City-States: are they on the rise again?

When the two co-CEOs of Goldman Sachs wrote in The Times on Thursday (14 Feb 2013) about why leaving the EU would be bad for business, the case they advanced was really about why leaving would be bad for financial businesses in Canary Wharf and in the square mile in the City of London.
Maybe it even got some right-wing MPs dreaming: if only ‘the City’ could stay in the EU but the rest of the UK could leave…?
And this may yet become the way of things, as I would suggest that city-states are on the rise again, with nation-states having a gently declining influence.
Some history: ‘City-states first appeared in Mesopotamia around 3200-3000 BC, and faded with the unification of the German and Italian city-states in the middle of the eighteenth century.’ (Badcock, 2002 p43). So city-states could be the ‘natural order’ of things.
And cities are rising in political influence again, and this is not just about finding Boris in the papers yet again pleading for more money for London. The reduction in greenhouse gas emissions in the USA has been led politically by many American cities, especially between 2000 and 2008 during the GW Bush presidencies when there was high levels of federal hostility concerning actions for less climate change.
We now have an increasing number of ‘world cities’ including London, Mumbai, New York and Tokyo: cities each of a scale and diversity that exceed that of many countries sitting in the United Nations. In terms of realpolitik these world cities already behave like small-to-medium size countries, even though they cannot sign treaties or raise an army.

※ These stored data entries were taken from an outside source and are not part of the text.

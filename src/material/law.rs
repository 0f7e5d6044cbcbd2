use super::MisesEos;
use crate::base::{Config, ParamLaw, QpError, QpField, QpFields, QSet, Q};
use crate::StrError;
use std::ops::Range;

/// Specifies the essential functions of constitutive laws evaluated at quadrature points
///
/// A law reads committed internal variables and host-supplied inputs, and writes outputs
/// and trial internal variables. The trial state becomes the committed state only by
/// calling [LawTrait::update].
pub trait LawTrait: Send + Sync {
    /// Returns the quantities that must be supplied by the host
    fn inputs(&self) -> QSet;

    /// Returns the quantities written by this law
    fn outputs(&self) -> QSet;

    /// Evaluates the trial state at point i
    ///
    /// Reads the committed internal variables and the inputs at i; writes the outputs at i
    /// and the trial internal variables at i. Nothing is written if an error occurs.
    fn evaluate(&mut self, inputs: &QpFields, outputs: &mut QpFields, i: usize) -> Result<(), QpError>;

    /// Commits the trial internal variables at point i
    fn update(&mut self, inputs: &QpFields, i: usize) -> Result<(), QpError>;

    /// Resets the trial internal variables at point i to the committed values
    fn discard(&mut self, i: usize) -> Result<(), QpError>;

    /// Changes the number of points of all internal fields
    fn resize(&mut self, n: usize);

    /// Returns the number of points
    fn n_points(&self) -> usize;

    /// Returns the committed field of an internal variable
    fn internal_var(&self, q: Q) -> Result<&QpField, QpError>;

    /// Evaluates the trial state at a range of points
    ///
    /// Every point is attempted; points that fail are left untouched and the first
    /// error (lowest index) is returned.
    fn evaluate_range(&mut self, inputs: &QpFields, outputs: &mut QpFields, points: Range<usize>) -> Result<(), QpError> {
        let mut first_error = None;
        for i in points {
            if let Err(e) = self.evaluate(inputs, outputs, i) {
                first_error.get_or_insert(e);
            }
        }
        first_error.map_or(Ok(()), Err)
    }

    /// Commits the trial internal variables at a range of points
    fn update_range(&mut self, inputs: &QpFields, points: Range<usize>) -> Result<(), QpError> {
        for i in points {
            self.update(inputs, i)?;
        }
        Ok(())
    }
}

/// Holds the actual law implementation
pub struct Law {
    /// Holds the actual model implementation
    pub actual: Box<dyn LawTrait>,
}

impl Law {
    /// Allocates a new instance
    pub fn new(config: &Config, param: &ParamLaw) -> Result<Self, StrError> {
        if config.validate().is_some() {
            return Err("cannot allocate law because config.validate() failed");
        }
        let actual: Box<dyn LawTrait> = match param {
            // von Mises plasticity with equation of state
            ParamLaw::MisesEos(p) => Box::new(MisesEos::new(config, p)?),
        };
        Ok(Law { actual })
    }
}

////////////////////////////////////////////////////////////////////////////////////////////////////////////////////////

However, the question also has to asked for places such as the UK: what is the impact of sharing your country with a world-city? How much does the gravitational pull of London add to or suck away from other UK cities? Some parts of the UK essentially see London as another country, an export market, a place where one hopes to sell products, a place to which people ’emigrate’ to find work, a place that may look to outsource some teleworking locally. Currently there seems room for only one world-city on each continent, so Paris and Berlin never mind a UK city have their work cut out in trying to out-bid London. But Winchester was once a major city, and not so much these days, so long-term change is possible.
In effect London already has powers denied to any other UK city, both hard power in laws such as regulating transport, and soft power in terms of gaining major investments and resources for its grand projets.
City-regions in the UK such as Greater Manchester are exploring how much they can increase their self-control with the new legal arrangement of the Greater Manchester Combined Authority (GMCA) and the new softer powers within the City Deal agreements with the UK government to better manage some central functions locally.
However, the removal of many millions of pounds from the income of city councils in the UK, with thousands of jobs lost and services cut entirely, could set back the power of city-regions by decades. As President Obama said this week in his State of the Union speech, ‘we cannot cut our way to prosperity’. Exactly. Book:
Blair Badcock (2002), Making Sense of Cities, London: Arnold/Hodder.